Strong performance from investments
- The company's investment in loyalty program Club Premier continued to generate a meaningful distribution at $4.4 million (2017: $4.6 million), reflecting a solid underlying business and a growing member base. In the second quarter, Gross Billings were up 20% to US$63.7 million, while Adjusted EBITDA was up 19% to US$22.7 million. Total members were up 0.6 million to 5.7 million at June 30, 2018. On July 26, 2018, Aimia rejected a non-binding offer from Grupo Aeromexico S.A.B. de C.V for its 48.855% stake in PLM Premier S.A.P.I de C.V.
- The company's stake in Cardlytics, a publicly-listed purchase intelligence company, was valued at $85.5 million at June 30, 2018, reflecting a $27.5 million gain in the quarter.
Return on Invested Capital(3)
For the 12 months ended June 30, 2018, ROIC was 7.7%, compared to 4.8% for the 12 months ended June 30, 2017. An increase in adjusted operating income after taxes and a decrease in Invested Capital both contributed to the increase in ROIC.
2018 Guidance
The company's guidance for the year ending December 31, 2018, provided in February 2018, remains unchanged:
- Coalitions Gross Billings: around $1.3 billion
- Coalitions Adjusted EBITDA margin: around 18%
- Coalitions Free Cash Flow (on a pre-tax basis): between $155 million and $175 million
- Consolidated Free Cash Flow before Dividends Paid (on a pre-tax basis): between $120 million and $145 million
The above guidance is based on current expectations around redemption expense at Aeroplan and is on an IFRS 15 basis.
The guidance excludes the impact of taxes and restructuring and costs that may be incurred as a result of the Consortium Proposal issued on July 25, 2018. Further to the utilization of prior tax loss carry forwards, the company expects to pay cash taxes in 2018. Cash taxes could be in a range of between $15 million and $20 million based on current expectations around profitability, mainly against profit generated in the Coalitions business. Restructuring expenses and payments, which are now expected to total between $20 and $25 million, are also excluded from the guidance.
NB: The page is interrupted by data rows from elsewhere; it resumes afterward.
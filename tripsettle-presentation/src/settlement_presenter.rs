use crate::{
    number_format::AmountFormatter,
    text_table::{Alignment, TextTableBuilder},
};
use std::{borrow::Cow, fmt};
use tripsettle_application::TripSettlement;
use tripsettle_domain::{DisplayNames, ExpenseRecord, ParticipantId, PersonBalance, Transfer};
use tripsettle_i18n as i18n;

pub struct SettlementPresenter<'a> {
    formatter: &'a AmountFormatter,
    viewer: Option<&'a ParticipantId>,
}

#[derive(Debug, PartialEq)]
pub enum SettlementView {
    NoExpenses { trip_name: String },
    Report(SettlementSections),
}

#[derive(Debug, PartialEq)]
pub struct SettlementSections {
    pub header: String,
    pub stats: String,
    pub balance_table: String,
    /// `None` when nobody has to pay anybody.
    pub transfer_table: Option<String>,
    pub residual_lines: Vec<String>,
    pub expense_lines: Vec<String>,
}

impl<'a> SettlementPresenter<'a> {
    pub fn new(formatter: &'a AmountFormatter) -> Self {
        Self {
            formatter,
            viewer: None,
        }
    }

    pub fn with_viewer(mut self, viewer: Option<&'a ParticipantId>) -> Self {
        self.viewer = viewer;
        self
    }

    pub fn render(&self, settlement: &TripSettlement) -> SettlementView {
        if !settlement.has_expenses() {
            return SettlementView::NoExpenses {
                trip_name: settlement.trip.name.to_string(),
            };
        }

        let report = &settlement.report;
        let transfer_table = if report.transfers.is_empty() {
            None
        } else {
            Some(self.build_transfer_table(&report.transfers))
        };

        SettlementView::Report(SettlementSections {
            header: format!(
                "{}  [{} {}]",
                settlement.trip.name,
                i18n::TOTAL,
                self.formatter.amount(report.trip_total)
            ),
            stats: i18n::trip_stats(report.expense_count, report.balances.len()),
            balance_table: self.build_balance_table(&report.balances),
            transfer_table,
            residual_lines: report
                .residuals
                .iter()
                .map(|residual| {
                    format!(
                        "{}: {}",
                        residual.name,
                        self.signed_amount(residual.amount)
                    )
                })
                .collect(),
            expense_lines: settlement
                .expenses
                .iter()
                .map(|expense| self.expense_line(expense, &settlement.trip.roster))
                .collect(),
        })
    }

    pub fn build_balance_table(&self, balances: &[PersonBalance]) -> String {
        let mut sorted: Vec<&PersonBalance> = balances.iter().collect();
        sorted.sort_by(|lhs, rhs| {
            lhs.name
                .to_lowercase()
                .cmp(&rhs.name.to_lowercase())
                .then_with(|| lhs.name.cmp(&rhs.name))
        });

        let headers = [
            Cow::Borrowed(i18n::PERSON),
            Cow::Borrowed(i18n::PAID),
            Cow::Borrowed(i18n::SHARE),
            Cow::Borrowed(i18n::NET),
        ];
        let mut builder = TextTableBuilder::new()
            .alignments(&[
                Alignment::Left,
                Alignment::Right,
                Alignment::Right,
                Alignment::Right,
            ])
            .headers(&headers);

        for person in sorted {
            builder = builder.row([
                self.person_label(&person.id, &person.name),
                Cow::Owned(self.formatter.amount(person.paid)),
                Cow::Owned(self.formatter.amount(person.share)),
                Cow::Owned(self.signed_amount(person.net)),
            ]);
        }

        builder.build()
    }

    pub fn build_transfer_table(&self, transfers: &[Transfer]) -> String {
        let headers = [
            Cow::Borrowed(i18n::FROM),
            Cow::Borrowed(i18n::TO),
            Cow::Borrowed(i18n::AMOUNT),
        ];
        let mut builder = TextTableBuilder::new()
            .alignments(&[Alignment::Left, Alignment::Left, Alignment::Right])
            .headers(&headers);

        for transfer in transfers {
            builder = builder.row([
                self.person_label(&transfer.from, &transfer.from_name),
                self.person_label(&transfer.to, &transfer.to_name),
                Cow::Owned(self.formatter.amount(transfer.amount)),
            ]);
        }

        builder.build()
    }

    fn is_viewer(&self, id: &ParticipantId) -> bool {
        self.viewer.is_some_and(|viewer| viewer == id)
    }

    fn person_label<'n>(&self, id: &ParticipantId, name: &'n str) -> Cow<'n, str> {
        if self.is_viewer(id) {
            Cow::Owned(format!("{name} {}", i18n::YOU_MARKER))
        } else {
            Cow::Borrowed(name)
        }
    }

    fn signed_amount(&self, net: f64) -> String {
        let amount = self.formatter.amount(net);
        if net > 0.0 {
            format!("{amount} {}", i18n::OWED)
        } else if net < 0.0 {
            format!("{amount} {}", i18n::OWES)
        } else {
            amount
        }
    }

    fn expense_line(&self, expense: &ExpenseRecord, names: &dyn DisplayNames) -> String {
        let description = if expense.description.trim().is_empty() {
            i18n::UNTITLED_EXPENSE
        } else {
            expense.description.as_str()
        };
        let payer = if self.is_viewer(&expense.paid_by) {
            Cow::Borrowed(i18n::YOU)
        } else {
            Cow::Owned(names.resolve(&expense.paid_by).to_string())
        };
        format!(
            "{description}  {}  ({}, {})",
            self.formatter.amount(expense.amount),
            i18n::paid_by(payer),
            i18n::split_between(expense.participants.len())
        )
    }
}

impl fmt::Display for SettlementView {
    fn fmt(&self, f: &mut fmt::Formatter<'_>) -> fmt::Result {
        match self {
            SettlementView::NoExpenses { trip_name } => {
                writeln!(f, "{trip_name}")?;
                writeln!(f, "{}", i18n::NO_EXPENSES_FOR_TRIP)
            }
            SettlementView::Report(sections) => fmt::Display::fmt(sections, f),
        }
    }
}

impl fmt::Display for SettlementSections {
    fn fmt(&self, f: &mut fmt::Formatter<'_>) -> fmt::Result {
        writeln!(f, "{}", self.header)?;
        writeln!(f, "{}", self.stats)?;

        writeln!(f)?;
        writeln!(f, "{}", i18n::PER_PERSON_SUMMARY)?;
        f.write_str(&self.balance_table)?;

        writeln!(f)?;
        writeln!(f, "{}", i18n::SUGGESTED_SETTLEMENTS)?;
        match &self.transfer_table {
            Some(table) => f.write_str(table)?,
            None => writeln!(f, "{}", i18n::ALL_SETTLED)?,
        }

        if !self.residual_lines.is_empty() {
            writeln!(f)?;
            writeln!(f, "{}", i18n::UNSETTLED_BALANCES)?;
            for line in &self.residual_lines {
                writeln!(f, "  {line}")?;
            }
        }

        writeln!(f)?;
        writeln!(f, "{}", i18n::EXPENSE_BREAKDOWN)?;
        for line in &self.expense_lines {
            writeln!(f, "  {line}")?;
        }
        Ok(())
    }
}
See "Forward-Looking Statements" below regarding assumptions underlying the above guidance and risks related thereto.
Dividends
Based on restrictions currently in place under the Canada Business Corporations Act and the company's credit facility agreement, as amended, the company believes that it will not be in a position to declare or pay dividends in 2018. However, it will continue to assess its ability to declare and pay dividends on its outstanding preferred shares on a quarterly basis.
Quarterly Conference Call and Audio Webcast Information
Aimia will host a conference call to discuss its second quarter 2018 financial results at 8:00 a.m. EST today (Friday, August 3, 2018). The call will be webcast at: https://event.on24.com/wcc/r/1650916/637D179080283C6370589AFBF9499AEE
Analysts intending to ask questions can dial into the call at 1-888-231-8191 (647-427-7450 for the Toronto area).
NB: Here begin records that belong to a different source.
#![warn(clippy::uninlined_format_args)]

pub mod json_store;
pub mod report_export;

pub use json_store::{JsonTripStore, StoreError};
pub use report_export::{ReportDocument, TripSummaryDocument};
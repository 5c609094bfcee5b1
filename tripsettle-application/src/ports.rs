use tripsettle_domain::ExpenseRecord;

use crate::{
    error::SourceError,
    model::{TripId, TripInfo},
};

pub trait TripDirectory: Send + Sync {
    fn trip(&self, trip_id: &TripId) -> Result<TripInfo, SourceError>;

    fn trips(&self) -> Result<Vec<TripInfo>, SourceError>;
}

pub trait ExpenseSource: Send + Sync {
    /// Expenses recorded for the trip, in the order the store returns them.
    fn expenses(&self, trip_id: &TripId) -> Result<Vec<ExpenseRecord>, SourceError>;
}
A slide presentation intended for simultaneous viewing with the conference call is available at: https://www.aimia.com/investors/presentations/ and an archived audio webcast will be available at: https://www.aimia.com/investors/events/ for 90 days following the original broadcast.
This quarterly earnings release was reviewed by Aimia's Audit Committee and was approved by the company's Board of Directors, on the Audit Committee's recommendation, prior to its release.
Notes
- Non-GAAP financial measures (Adjusted EBITDA, ROIC, Adjusted Net Earnings per common share, Free Cash Flow before Dividends Paid and Free Cash Flow before Dividends Paid per Common Share) and constant currency are explained in the section entitled "Non-GAAP Financial Measures".
- Continuing operations refers to consolidated results (i.e. excluding discontinued operations). Like-for-like variances are calculated on the basis of 2017 consolidated results excluding "Other Businesses", as set out in the table below.
- Operating Loss, Net Earnings and Earnings from continuing operations per Common Share for the three months ended June 30, 2018 include an impairment charge of $8.0 million related to the International ISS business.
- Operating Loss, Adjusted EBITDA, Net Loss, Loss from continuing operations per Common Share and Adjusted Net Earnings from continuing operations per Common Share for the three months ended June 30, 2017 include the unfavourable impact of the onerous contract provision of $20.3 million related to an IT outsourcing arrangement in the US.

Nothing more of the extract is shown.